Eye of the Needle
R. Rose - Eye of the Needle
December 31, 2021
Twenty – Two – Too

It is with a great sense of relief that we mark the end of a most tortuous year. Fifty-two weeks ago, how many of us could have imagined that at year end, we would not only still be in the grips of the Covid pandemic, but that during the year, we would become so familiar with its variants that we feel comfortable in discussing whether “Delta” has overtaken “Gamma” and how dangerous is the new threat from Omicron? At least it seems that we are absorbing lessons in algebra and the Greek alphabet!

In January of 2021, we were shocked to learn of not only the mounting casualty figures but especially the fatalities. Now our double-figure death count seems destined to reach triple figures as if we want to catch up with the rest of the world. The global statistics are certainly not encouraging and as a result governments are being blamed left, right and centre, not without justification in many instances. Yet, what about us, the potential victims, what is our role in the ongoing calamity?

First, had we all, or at least most of us, adopted an approach which emphasized “we” rather than “I”, we must have been in certainly a position not worse than at present. The selfish emphasis on “my rights” rather than the health and safety of the nation, particularly the generation of the future, has helped to place us in an even more vulnerable situation. What is very worrying is the degree to which we have become susceptible to all kinds of irrational views and to campaigns of mis/disinformation.

Perhaps most frightening of all in this context is the extent to which supposedly “educated” persons, including teachers and medical personnel, have imbibed a lot of counter-productive ideas, in the face of evidence to the contrary. How could such persons oversee the education of our children or in administering proper health care, when they seem incapable of applying scientific thought to issues affecting the future of our nation? That is an issue, far more than the persons involved, which should occupy our thinking. Where are the chinks in our armour and how can they be plugged and prevented from reoccurrence?

There is also the hypocrisy and gross opportunism exhibited. Hiding behind the veil of “hesitancy”, and reluctant to be grouped among the discredited “anti-vaxxers”, the type of vaccine became an issue. So, Cuba, the shining star in health care in our hemisphere, became a great convenience. “I am waiting on the Cuban vaccines”, became a most opportune excuse, especially when one could not say when the Cuban vaccines would be made available. Strangely, with a few notable exceptions, not many of these dyed-in-the wool Cuban sympathizers would raise their voices against the unjust sanctions imposed by the USA against Cuba, the lifting of which would allow Cuba to contribute much more to global health and human development.

It is against this background that we enter the new year. Right after the New Year holiday, our focus ought to turn to the 2022 Budget, to be presented on Monday next and debated then voted upon by Parliament. If only we could have less of political posturing and more realistic analysis of our situation, economically and socially, less of approaches from partisan positions but more from the interests of our nation and people, then the Budget discussions would have greater significance.

Covid is not just a health threat, it is a significant threat to economic and social development, requiring the diversion of scarce resources to combat this pandemic. To its credit, and despite its shortcomings, the government has tried not just to keep the ship of state afloat but to address the needs of the most vulnerable sectors in the wake of the pandemic, the volcanic eruption and other socio-economic challenges.
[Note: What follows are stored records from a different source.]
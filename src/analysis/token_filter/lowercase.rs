//! Lowercase filter implementation.

use crate::analysis::token::TokenStream;
use crate::analysis::token_filter::Filter;
use crate::error::Result;

/// Lowercases token text.
#[derive(Clone, Debug, Default)]
pub struct LowercaseFilter;

impl LowercaseFilter {
    /// Create a new lowercase filter.
    pub fn new() -> Self {
        LowercaseFilter
    }
}

impl Filter for LowercaseFilter {
    fn filter(&self, tokens: TokenStream) -> Result<TokenStream> {
        Ok(Box::new(tokens.map(|mut token| {
            if token.text.chars().any(char::is_uppercase) {
                token.text = token.text.to_lowercase();
            }
            token
        })))
    }

    fn name(&self) -> &'static str {
        "lowercase"
    }
}

#[cfg(test)]
mod tests {
    use super::*;
    use crate::analysis::token::Token;

    #[test]
    fn test_lowercase_filter() {
        let filter = LowercaseFilter::new();
        let tokens = vec![Token::new("Python", 0), Token::new("INSTALL", 1), Token::new("ok", 2)];
        let result: Vec<_> = filter.filter(Box::new(tokens.into_iter())).unwrap().collect();

        assert_eq!(result[0].text, "python");
        assert_eq!(result[1].text, "install");
        assert_eq!(result[2].text, "ok");
    }
}
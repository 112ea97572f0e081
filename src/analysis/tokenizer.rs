//! Tokenizers split raw text into tokens.
//!
//! Only the regex tokenizer is needed for term weighting; the trait stays
//! open so a caller can plug in a different splitting rule through a custom
//! [`PipelineAnalyzer`](crate::analysis::analyzer::pipeline::PipelineAnalyzer).

use crate::analysis::token::TokenStream;
use crate::error::Result;

pub mod regex;

/// Trait for tokenizers that convert text into tokens.
pub trait Tokenizer: Send + Sync {
    /// Tokenize the given text into a stream of tokens.
    fn tokenize(&self, text: &str) -> Result<TokenStream>;

    /// Get the name of this tokenizer (for debugging and configuration).
    fn name(&self) -> &'static str;
}
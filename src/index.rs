//! Corpus index: per-field term-weight matrices and their fitted models.

pub mod corpus_index;
pub mod sparse;
pub mod vectorizer;

pub use corpus_index::{CorpusIndex, FieldRepresentation};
Yet, our reality has yet to sink home, even among those most affected and assisted. There persists an illusion that government has access to virtually unlimited resources which makes our people less appreciative of relief and rehabilitation efforts and aware of their own role in the recovery effort including securing the health and safety of our people.

If only those entrusted with the affairs of our nation, on both sides of the political divide, would resist the temptation to engage in unproductive and futile political jibes during the Budget but focus on our difficult path forward, and the role of our people in this undertaking, then the Budget debate and national dialogue would have much more significance for us all.

We need to make the year 2022 the year when we close loopholes and build on opportunities, avoiding a degeneration into political “too too”.